Fig 1. Protein resolubilization during germination is at least in part orchestrated by chaperone Hsp42.

A cartoon visualizing protein resolubilization and the function of chaperone Hsp42 during this transition. Metabolically (nearly) inactive fungal spores contain a highly viscous cytoplasm. The highly viscous cytoplasm resembles a “glassy state” in which proteins are preserved and inactive. During germination, the viscous cytoplasm transitions to a watery cytoplasm. Some proteins resolubilize earlier than others, one such protein is chaperone Hsp42. During early stages of germination, Hsp42 gets phosphorylated and, therefore, activated and ensures proper refolding and resolubilization of the spore’s proteome.

The novel role for Hsp42 during germination as described by Plante and colleagues is the first report, to my knowledge, to show that spores actively ensure and even coordinate proper reentering of the metabolically active state. As described by Plante and colleagues, proteins have different solubility levels, meaning that certain proteins will regain their native function before others. This finding gives new insights into the germination process and reveals the importance of the state proteins are in during germination, not merely their presence or abundance.

Interestingly, the findings of Plante and colleagues were driven by the hypothesis that a dormant spore is a stress response state and that germination can be regarded as a form of stress relief. Indeed, dormant spores do share characteristics with vegetative cells entering a stress response state. Plante and colleagues show a lowered pH and lowered movement of particles inside budding yeast ascospores when compared to vegetative cells. This increase in cellular acidity and viscosity is in line with a vegetative cell’s stress response and has been shown before [7]. Additionally, we know that fungal spores accumulate small protective proteins and compatible solutes, again showing similarities with a stress response. The model of fungal spores being in a constant stress response state is an interesting hypothesis and proofed a useful comparison in this study.

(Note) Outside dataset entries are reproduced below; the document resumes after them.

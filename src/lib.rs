pub mod appresult;
pub mod auth;
pub mod chat;
pub mod config;
pub mod db;
pub mod error;
pub mod logging;
pub mod rooms;
pub mod store;

use std::sync::Arc;

use axum::{extract::FromRef, Router};
use tower_http::{cors::CorsLayer, trace::TraceLayer};
use uuid::Uuid;

pub use appresult::{AppError, AppResult};
pub use config::Config;
pub use error::{ChatError, ChatResult, ConfigError};

use auth::Tokens;
use chat::{PairingEngine, SessionCoordinator};
use store::Store;

pub type UserId = i64;
pub type RoomId = i64;
pub type MessageId = i64;
pub type ConnId = Uuid;

#[derive(Clone, FromRef)]
pub struct AppState {
    pub store: Store,
    pub tokens: Tokens,
    pub pairing: Arc<PairingEngine>,
    pub coordinator: Arc<SessionCoordinator>,
}

impl AppState {
    pub fn new(store: Store, tokens: Tokens, room_code_digits: u32) -> AppState {
        AppState {
            pairing: Arc::new(PairingEngine::new(store.clone(), room_code_digits)),
            coordinator: Arc::new(SessionCoordinator::new(store.clone(), tokens.clone())),
            store,
            tokens,
        }
    }
}

pub fn router(state: AppState) -> Router {
    Router::new()
        .merge(auth::router())
        .merge(rooms::router())
        .with_state(state)
        .layer(TraceLayer::new_for_http())
        .layer(CorsLayer::permissive())
}

#[cfg(test)]
mod tests {
    use axum::{
        body::Body,
        http::{header::AUTHORIZATION, Request, StatusCode},
    };
    use http_body_util::BodyExt;
    use tower::ServiceExt;

    use super::*;
    use crate::rooms::RoomCodeResponse;

    async fn state() -> AppState {
        let store = Store::open_in_memory().await.unwrap();
        AppState::new(store, Tokens::new(b"secret", time::Duration::hours(1)), 4)
    }

    #[tokio::test]
    async fn ws_without_token_is_unauthorized() {
        let app = router(state().await);
        let response = app
            .oneshot(Request::get("/ws").body(Body::empty()).unwrap())
            .await
            .unwrap();
        assert_eq!(response.status(), StatusCode::UNAUTHORIZED);
    }

    #[tokio::test]
    async fn owner_reads_code_over_http() {
        let state = state().await;
        let alice = state.store.create_user("alice", "h").await.unwrap().unwrap();
        let room = state.pairing.assign(alice, None).await.unwrap();
        let token = state.tokens.issue(alice).unwrap();

        let response = router(state)
            .oneshot(
                Request::get("/room/code")
                    .header(AUTHORIZATION, format!("Bearer {token}"))
                    .body(Body::empty())
                    .unwrap(),
            )
            .await
            .unwrap();
        assert_eq!(response.status(), StatusCode::OK);

        let body = response.into_body().collect().await.unwrap().to_bytes();
        let body: RoomCodeResponse = serde_json::from_slice(&body).unwrap();
        assert_eq!(body.code, room.code);
    }

    #[tokio::test]
    async fn non_owner_is_forbidden() {
        let state = state().await;
        let alice = state.store.create_user("alice", "h").await.unwrap().unwrap();
        let bob = state.store.create_user("bob", "h").await.unwrap().unwrap();
        state.pairing.assign(alice, None).await.unwrap();
        state.pairing.assign(bob, None).await.unwrap();
        let token = state.tokens.issue(bob).unwrap();

        let response = router(state)
            .oneshot(
                Request::get(format!("/room/code?token={token}"))
                    .body(Body::empty())
                    .unwrap(),
            )
            .await
            .unwrap();
        assert_eq!(response.status(), StatusCode::FORBIDDEN);
    }

    fn post_json(uri: &str, body: serde_json::Value) -> Request<Body> {
        Request::post(uri)
            .header("content-type", "application/json")
            .body(Body::from(body.to_string()))
            .unwrap()
    }

    #[tokio::test]
    async fn signup_with_bad_code_leaves_no_account() {
        let state = state().await;
        let app = router(state.clone());

        let response = app
            .clone()
            .oneshot(post_json(
                "/signup",
                serde_json::json!({"username": "bob", "password": "pw", "room_code": "0000"}),
            ))
            .await
            .unwrap();
        assert_eq!(response.status(), StatusCode::NOT_FOUND);
        assert!(state.store.find_account("bob").await.unwrap().is_none());

        let response = app
            .oneshot(post_json("/signup", serde_json::json!({"username": "bob", "password": "pw"})))
            .await
            .unwrap();
        assert_eq!(response.status(), StatusCode::CREATED);

        let body = response.into_body().collect().await.unwrap().to_bytes();
        let body: auth::AuthResponse = serde_json::from_slice(&body).unwrap();
        assert_eq!(state.tokens.verify(&body.token).unwrap(), body.user_id);
        assert!(body.room_id.is_some());
    }

    #[tokio::test]
    async fn login_checks_password() {
        let state = state().await;
        let app = router(state.clone());
        let response = app
            .clone()
            .oneshot(post_json("/signup", serde_json::json!({"username": "Alice", "password": "pw"})))
            .await
            .unwrap();
        assert_eq!(response.status(), StatusCode::CREATED);

        let response = app
            .clone()
            .oneshot(post_json("/signup", serde_json::json!({"username": "alice", "password": "x"})))
            .await
            .unwrap();
        assert_eq!(response.status(), StatusCode::CONFLICT);

        let response = app
            .clone()
            .oneshot(post_json("/login", serde_json::json!({"username": "alice", "password": "nope"})))
            .await
            .unwrap();
        assert_eq!(response.status(), StatusCode::UNAUTHORIZED);

        let response = app
            .oneshot(post_json("/login", serde_json::json!({"username": "alice", "password": "pw"})))
            .await
            .unwrap();
        assert_eq!(response.status(), StatusCode::OK);
        let body = response.into_body().collect().await.unwrap().to_bytes();
        let body: auth::AuthResponse = serde_json::from_slice(&body).unwrap();
        assert_eq!(body.username, "Alice");
    }

    #[tokio::test]
    async fn signup_requires_fields() {
        let response = router(state().await)
            .oneshot(
                Request::post("/signup")
                    .header("content-type", "application/json")
                    .body(Body::from(r#"{"username":" ","password":""}"#))
                    .unwrap(),
            )
            .await
            .unwrap();
        assert_eq!(response.status(), StatusCode::BAD_REQUEST);
    }
}
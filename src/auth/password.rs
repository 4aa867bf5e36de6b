use anyhow::anyhow;
use argon2::{
    password_hash::{rand_core::OsRng, PasswordHash, PasswordHasher, PasswordVerifier, SaltString},
    Argon2,
};

pub(crate) fn hash_password(password: &str) -> anyhow::Result<String> {
    let salt = SaltString::generate(&mut OsRng);
    Argon2::default()
        .hash_password(password.as_bytes(), &salt)
        .map(|hash| hash.to_string())
        .map_err(|e| anyhow!("failed to hash password: {e}"))
}

pub(crate) fn verify_password(password: &str, hash: &str) -> bool {
    PasswordHash::new(hash)
        .is_ok_and(|parsed| Argon2::default().verify_password(password.as_bytes(), &parsed).is_ok())
}
use std::sync::Arc;

use tracing::{debug, warn};

use super::{events::{Indicator, ServerEvent}, Hub};
use crate::{db::{Message, MessageKind}, store::Store, ChatResult, ConnId, MessageId, RoomId, UserId};

/// The per-room event bus.
///
/// Messages are persisted before they are broadcast, under the room lock, so
/// every connection sees the same ids in the same order as the stored history.
#[derive(Clone)]
pub struct EventRelay {
    store: Store,
    hub: Arc<Hub>,
}

impl EventRelay {
    pub fn new(store: Store, hub: Arc<Hub>) -> EventRelay {
        EventRelay { store, hub }
    }

    pub async fn send_message(
        &self,
        room_id: RoomId,
        sender_id: UserId,
        sender: &str,
        kind: MessageKind,
        content: &str,
    ) -> ChatResult<Message> {
        let _room = self.hub.lock_room(room_id).await;
        // nothing goes out if this fails
        let message = self.store.append_message(room_id, sender_id, sender, kind, content).await?;
        debug!(room_id, message_id = message.id, kind = kind.as_str(), "message stored");

        self.hub.broadcast(room_id, &ServerEvent::from_message(message.clone()), None);
        Ok(message)
    }

    /// Typing and recording indicators go to everyone in the room but `origin`.
    pub fn indicate(&self, room_id: RoomId, origin: ConnId, user: &str, indicator: Indicator) -> usize {
        self.hub.broadcast(room_id, &indicator.event(user.to_owned()), Some(origin))
    }

    /// Removes the message, then tells every connection in the room (the
    /// deleting one included) to drop it.
    pub async fn delete_message(&self, room_id: RoomId, target_id: MessageId) -> ChatResult<()> {
        let _room = self.hub.lock_room(room_id).await;
        if !self.store.delete_message(room_id, target_id).await? {
            debug!(room_id, target_id, "delete of unknown message");
        }

        self.hub.broadcast(room_id, &ServerEvent::DeleteMessage { target_id }, None);
        Ok(())
    }

    /// Resolves display names for the live users of a room and broadcasts them.
    /// An empty room gets no broadcast.
    pub async fn announce_presence(&self, room_id: RoomId, live: &[UserId]) -> ChatResult<()> {
        let Some(event) = self.presence_event(live).await? else {
            return Ok(());
        };
        self.hub.broadcast(room_id, &event, None);
        Ok(())
    }

    pub(crate) async fn presence_event(&self, live: &[UserId]) -> ChatResult<Option<ServerEvent>> {
        if live.is_empty() {
            return Ok(None);
        }

        let names = self.store.usernames_of(live).await?;
        let users = live
            .iter()
            .map(|user_id| match names.get(user_id) {
                Some(name) => name.clone(),
                None => {
                    warn!(user_id, "present user has no account");
                    format!("user {user_id}")
                }
            })
            .collect();

        Ok(Some(ServerEvent::UpdateUsers { users }))
    }
}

This exciting new discovery opens the door for future research directions and reevaluation of existing data. For example, it has been reported in several transcriptome and proteome studies that dormant fungal spores contain high concentrations of chaperones [810]. The study presented by Plante and colleagues shows a novel role for these proteins in spores, not solely as protectant for the dormant spore per se, but to ensure proper resolubilization and refolding of the proteome upon germination. Future research could focus on potential other chaperones involved in proteome resolubilization and whether this phenomenon is yeast ascospore specific. Additionally, the potential role of trehalose in the protein resolubilization needs to be further investigated, as this disaccharide is accumulated in many fungal spore types and is considered one of the main reasons for the spore’s viscous cytoplasm.